• [What is being asked]: Go to the line below containing "self.body = Some(body);" and print exactly from there through the line containing "request: &ApiRequest) -> SessionResult<ApiResponse>;", both included. Print nothing else.

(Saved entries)
▼
//! Cookie jar for cookies set by the API.

use crate::StorageResult;
use chrono::{DateTime, Utc};
use parking_lot::Mutex;
use serde::{Deserialize, Serialize};
use std::path::PathBuf;
use tracing::{debug, warn};

/// A stored cookie.
#[derive(Debug, Clone, PartialEq, Eq, Serialize, Deserialize)]
pub struct Cookie {
    pub name: String,
    pub value: String,
    /// Lowercase domain without a leading dot.
    pub domain: String,
    /// Set without a `Domain` attribute; only sent back to the exact host.
    pub host_only: bool,
    pub path: String,
}

impl Cookie {
    /// Whether this cookie is sent to `host`.
    pub fn matches_host(&self, host: &str) -> bool {
        let host = normalize_domain(host);
        if self.host_only {
            return host == self.domain;
        }
        host == self.domain || host.ends_with(&format!(".{}", self.domain))
    }
}

fn normalize_domain(domain: &str) -> String {
    domain.trim().trim_start_matches('.').to_ascii_lowercase()
}

/// Dot-prefixed ancestor suffixes of `host`, nearest first.
///
/// `a.b.example.com` yields `.b.example.com`, `.example.com`, `.com`. The
/// number of candidates is bounded by the label count.
pub fn ancestor_domains(host: &str) -> Vec<String> {
    let host = normalize_domain(host);
    let labels: Vec<&str> = host.split('.').filter(|l| !l.is_empty()).collect();
    (1..labels.len())
        .map(|i| format!(".{}", labels[i..].join(".")))
        .collect()
}

/// Cookie storage, optionally mirrored to a JSON file.
pub struct CookieJar {
    path: Option<PathBuf>,
    cookies: Mutex<Vec<Cookie>>,
}

impl CookieJar {
    /// Jar that lives only in memory.
    pub fn in_memory() -> Self {
        Self {
            path: None,
            cookies: Mutex::new(Vec::new()),
        }
    }

    /// Jar mirrored to `path`. A missing or malformed file yields an empty jar.
    pub fn open(path: impl Into<PathBuf>) -> StorageResult<Self> {
        let path = path.into();
        let cookies = match std::fs::read_to_string(&path) {
            Ok(content) => serde_json::from_str(&content).unwrap_or_else(|e| {
                warn!(path = %path.display(), error = %e, "Cookie jar is corrupt, starting empty");
                Vec::new()
            }),
            Err(e) if e.kind() == std::io::ErrorKind::NotFound => Vec::new(),
            Err(e) => return Err(e.into()),
        };
        Ok(Self {
            path: Some(path),
            cookies: Mutex::new(cookies),
        })
    }

    fn save(&self, cookies: &[Cookie]) -> StorageResult<()> {
        let Some(path) = &self.path else {
            return Ok(());
        };
        if let Some(parent) = path.parent() {
            std::fs::create_dir_all(parent)?;
        }
        std::fs::write(path, serde_json::to_vec_pretty(cookies)?)?;
        Ok(())
    }

    /// Record a `Set-Cookie` header received from `host`.
    ///
    /// A header with `Max-Age<=0` or an `Expires` in the past deletes the
    /// matching cookie instead.
    pub fn store_set_cookie(&self, host: &str, header: &str) -> StorageResult<()> {
        let mut parts = header.split(';');
        let Some((name, value)) = parts.next().and_then(|pair| pair.split_once('=')) else {
            debug!("Ignoring malformed Set-Cookie header");
            return Ok(());
        };
        let name = name.trim();
        if name.is_empty() {
            return Ok(());
        }

        let mut domain = None;
        let mut path = "/".to_string();
        let mut expired = false;
        for attribute in parts {
            let (key, val) = attribute.split_once('=').unwrap_or((attribute, ""));
            match key.trim().to_ascii_lowercase().as_str() {
                "domain" if !val.trim().is_empty() => domain = Some(normalize_domain(val)),
                "path" if !val.trim().is_empty() => path = val.trim().to_string(),
                "max-age" => expired |= val.trim().parse::<i64>().map_or(false, |age| age <= 0),
                "expires" => {
                    expired |= DateTime::parse_from_rfc2822(val.trim())
                        .map_or(false, |at| at.with_timezone(&Utc) <= Utc::now())
                }
                _ => {}
            }
        }

        let cookie = Cookie {
            name: name.to_string(),
            value: value.trim().to_string(),
            host_only: domain.is_none(),
            domain: domain.unwrap_or_else(|| normalize_domain(host)),
            path,
        };

        let mut cookies = self.cookies.lock();
        cookies.retain(|c| {
            !(c.name == cookie.name && c.domain == cookie.domain && c.path == cookie.path)
        });
        if !expired {
            cookies.push(cookie);
        }
        self.save(&cookies)
    }

    /// `Cookie` header value for a request to `host`, if any cookie applies.
    pub fn header_for(&self, host: &str) -> Option<String> {
        let cookies = self.cookies.lock();
        let pairs: Vec<String> = cookies
            .iter()
            .filter(|c| c.matches_host(host))
            .map(|c| format!("{}={}", c.name, c.value))
            .collect();
        (!pairs.is_empty()).then(|| pairs.join("; "))
    }

    /// Names of every cookie visible to `host`.
    pub fn names_for(&self, host: &str) -> Vec<String> {
        let mut names: Vec<String> = self
            .cookies
            .lock()
            .iter()
            .filter(|c| c.matches_host(host))
            .map(|c| c.name.clone())
            .collect();
        names.sort();
        names.dedup();
        names
    }

    /// Expire `name` for one domain scope.
    ///
    /// `None` targets the host-only cookie for `host`; `Some(domain)` targets a
    /// cookie set with that `Domain` attribute (leading dot ignored).
    pub fn expire(&self, name: &str, host: &str, domain: Option<&str>) -> StorageResult<usize> {
        let mut cookies = self.cookies.lock();
        let before = cookies.len();
        let host = normalize_domain(host);
        cookies.retain(|c| {
            if c.name != name {
                return true;
            }
            match domain {
                None => !(c.host_only && c.domain == host),
                Some(d) => c.domain != normalize_domain(d),
            }
        });
        let removed = before - cookies.len();
        if removed > 0 {
            self.save(&cookies)?;
        }
        Ok(removed)
    }

    /// Every stored cookie.
    pub fn all(&self) -> Vec<Cookie> {
        self.cookies.lock().clone()
    }

    /// Remove every cookie.
    pub fn clear(&self) -> StorageResult<usize> {
        let mut cookies = self.cookies.lock();
        let removed = cookies.len();
        cookies.clear();
        self.save(&cookies)?;
        Ok(removed)
    }
}
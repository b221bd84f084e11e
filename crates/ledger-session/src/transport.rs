//! HTTP transport seam and its reqwest implementation.

use crate::{SessionError, SessionResult};
use async_trait::async_trait;
use ledger_storage::CookieJar;
use reqwest::header::{AUTHORIZATION, COOKIE, SET_COOKIE};
use reqwest::Client;
use serde::Serialize;
use serde_json::Value;
use std::sync::Arc;
use std::time::Duration;
use tracing::{debug, warn};
use url::Url;

/// Default request timeout.
pub const DEFAULT_TIMEOUT: Duration = Duration::from_secs(10);

/// HTTP method of an [`ApiRequest`].
#[derive(Debug, Clone, Copy, PartialEq, Eq)]
pub enum Method {
    Get,
    Post,
    Put,
    Patch,
    Delete,
}

impl Method {
    pub fn as_str(&self) -> &'static str {
        match self {
            Method::Get => "GET",
            Method::Post => "POST",
            Method::Put => "PUT",
            Method::Patch => "PATCH",
            Method::Delete => "DELETE",
        }
    }
}

/// A request relative to the API base URL.
///
/// Cloneable so the pipeline can re-issue it after a refresh.
#[derive(Debug, Clone, PartialEq)]
pub struct ApiRequest {
    pub method: Method,
    pub path: String,
    pub query: Vec<(String, String)>,
    pub headers: Vec<(String, String)>,
    pub body: Option<Value>,
}

impl ApiRequest {
    pub fn new(method: Method, path: impl Into<String>) -> Self {
        Self {
            method,
            path: path.into(),
            query: Vec::new(),
            headers: Vec::new(),
            body: None,
        }
    }

    pub fn get(path: impl Into<String>) -> Self {
        Self::new(Method::Get, path)
    }

    pub fn post(path: impl Into<String>) -> Self {
        Self::new(Method::Post, path)
    }

    pub fn with_json<T: Serialize>(mut self, body: &T) -> SessionResult<Self> {
        self.body = Some(serde_json::to_value(body)?);
        Ok(self)
    }

    pub fn with_body(mut self, body: Value) -> Self {
        self.body = Some(body);
        self
    }

    pub fn with_query(mut self, key: impl Into<String>, value: impl Into<String>) -> Self {
        self.query.push((key.into(), value.into()));
        self
    }

    /// Set a header, replacing any existing value (names compare case-insensitively).
    pub fn set_header(&mut self, name: &str, value: impl Into<String>) {
        self.headers.retain(|(n, _)| !n.eq_ignore_ascii_case(name));
        self.headers.push((name.to_string(), value.into()));
    }

    pub fn header(&self, name: &str) -> Option<&str> {
        self.headers
            .iter()
            .find(|(n, _)| n.eq_ignore_ascii_case(name))
            .map(|(_, v)| v.as_str())
    }

    pub fn set_bearer(&mut self, token: &str) {
        self.set_header(AUTHORIZATION.as_str(), format!("Bearer {}", token));
    }

    /// Token carried in the `Authorization` header, if any.
    pub fn bearer(&self) -> Option<&str> {
        self.header(AUTHORIZATION.as_str())
            .and_then(|v| v.strip_prefix("Bearer "))
    }
}

/// Status plus decoded body.
///
/// An empty body decodes to `Null`; a body that is not JSON is kept as a
/// string.
#[derive(Debug, Clone, PartialEq)]
pub struct ApiResponse {
    pub status: u16,
    pub body: Value,
}

impl ApiResponse {
    pub fn new(status: u16, body: Value) -> Self {
        Self { status, body }
    }

    pub fn is_success(&self) -> bool {
        (200..300).contains(&self.status)
    }
}

/// Sends requests to the API.
///
/// Returning `Err` means the request never produced a response
/// ([`SessionError::NetworkFailure`]); every HTTP status comes back as `Ok`.
#[async_trait]
pub trait HttpTransport: Send + Sync {
    async fn send(&self, request: &ApiRequest) -> SessionResult<ApiResponse>;

    /// Host requests are sent to; used to scope cookie cleanup.
    fn host(&self) -> Option<String>;
}

/// [`HttpTransport`] backed by reqwest.
pub struct ReqwestTransport {
    client: Client,
    base_url: Url,
    cookies: Option<Arc<CookieJar>>,
}

impl ReqwestTransport {
    pub fn new(base_url: Url, timeout: Duration) -> SessionResult<Self> {
        let client = Client::builder().timeout(timeout).build()?;
        Ok(Self {
            client,
            base_url,
            cookies: None,
        })
    }

    /// Capture `Set-Cookie` headers into `jar` and send matching cookies back.
    pub fn with_cookie_jar(mut self, jar: Arc<CookieJar>) -> Self {
        self.cookies = Some(jar);
        self
    }

    pub fn base_url(&self) -> &Url {
        &self.base_url
    }

    fn url_for(&self, path: &str) -> SessionResult<Url> {
        let base = self.base_url.as_str().trim_end_matches('/');
        let path = path.trim_start_matches('/');
        Ok(Url::parse(&format!("{}/{}", base, path))?)
    }
}

#[async_trait]
impl HttpTransport for ReqwestTransport {
    async fn send(&self, request: &ApiRequest) -> SessionResult<ApiResponse> {
        let url = self.url_for(&request.path)?;
        let method = match request.method {
            Method::Get => reqwest::Method::GET,
            Method::Post => reqwest::Method::POST,
            Method::Put => reqwest::Method::PUT,
            Method::Patch => reqwest::Method::PATCH,
            Method::Delete => reqwest::Method::DELETE,
        };

        debug!(method = request.method.as_str(), url = %url, "Sending request");

        let mut builder = self.client.request(method, url.clone());
        if !request.query.is_empty() {
            builder = builder.query(&request.query);
        }
        for (name, value) in &request.headers {
            builder = builder.header(name.as_str(), value.as_str());
        }
        if let (Some(jar), Some(host)) = (&self.cookies, url.host_str()) {
            if let Some(cookie) = jar.header_for(host) {
                builder = builder.header(COOKIE, cookie);
            }
        }
        if let Some(body) = &request.body {
            builder = builder.json(body);
        }

        let response = builder
            .send()
            .await
            .map_err(|e| SessionError::NetworkFailure(e.to_string()))?;
        let status = response.status().as_u16();

        if let (Some(jar), Some(host)) = (&self.cookies, url.host_str()) {
            for value in response.headers().get_all(SET_COOKIE) {
                let Ok(header) = value.to_str() else {
                    continue;
                };
                if let Err(e) = jar.store_set_cookie(host, header) {
                    warn!(error = %e, "Failed to store cookie");
                }
            }
        }

        let bytes = response
            .bytes()
            .await
            .map_err(|e| SessionError::NetworkFailure(e.to_string()))?;
        let body = decode_body(&bytes);

        debug!(status, "Received response");
        Ok(ApiResponse { status, body })
    }

    fn host(&self) -> Option<String> {
        self.base_url.host_str().map(str::to_string)
    }
}

fn decode_body(bytes: &[u8]) -> Value {
    if bytes.iter().all(u8::is_ascii_whitespace) {
        return Value::Null;
    }
    serde_json::from_slice(bytes)
        .unwrap_or_else(|_| Value::String(String::from_utf8_lossy(bytes).into_owned()))
}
▲
• [Answer for the task]:
        self.body = Some(body);
        self
    }

    pub fn with_query(mut self, key: impl Into<String>, value: impl Into<String>) -> Self {
        self.query.push((key.into(), value.into()));
        self
    }

    /// Set a header, replacing any existing value (names compare case-insensitively).
    pub fn set_header(&mut self, name: &str, value: impl Into<String>) {
        self.headers.retain(|(n, _)| !n.eq_ignore_ascii_case(name));
        self.headers.push((name.to_string(), value.into()));
    }

    pub fn header(&self, name: &str) -> Option<&str> {
        self.headers
            .iter()
            .find(|(n, _)| n.eq_ignore_ascii_case(name))
            .map(|(_, v)| v.as_str())
    }

    pub fn set_bearer(&mut self, token: &str) {
        self.set_header(AUTHORIZATION.as_str(), format!("Bearer {}", token));
    }

    /// Token carried in the `Authorization` header, if any.
    pub fn bearer(&self) -> Option<&str> {
        self.header(AUTHORIZATION.as_str())
            .and_then(|v| v.strip_prefix("Bearer "))
    }
}

/// Status plus decoded body.
///
/// An empty body decodes to `Null`; a body that is not JSON is kept as a
/// string.
#[derive(Debug, Clone, PartialEq)]
pub struct ApiResponse {
    pub status: u16,
    pub body: Value,
}

impl ApiResponse {
    pub fn new(status: u16, body: Value) -> Self {
        Self { status, body }
    }

    pub fn is_success(&self) -> bool {
        (200..300).contains(&self.status)
    }
}

/// Sends requests to the API.
///
/// Returning `Err` means the request never produced a response
/// ([`SessionError::NetworkFailure`]); every HTTP status comes back as `Ok`.
#[async_trait]
pub trait HttpTransport: Send + Sync {
    async fn send(&self, request: &ApiRequest) -> SessionResult<ApiResponse>;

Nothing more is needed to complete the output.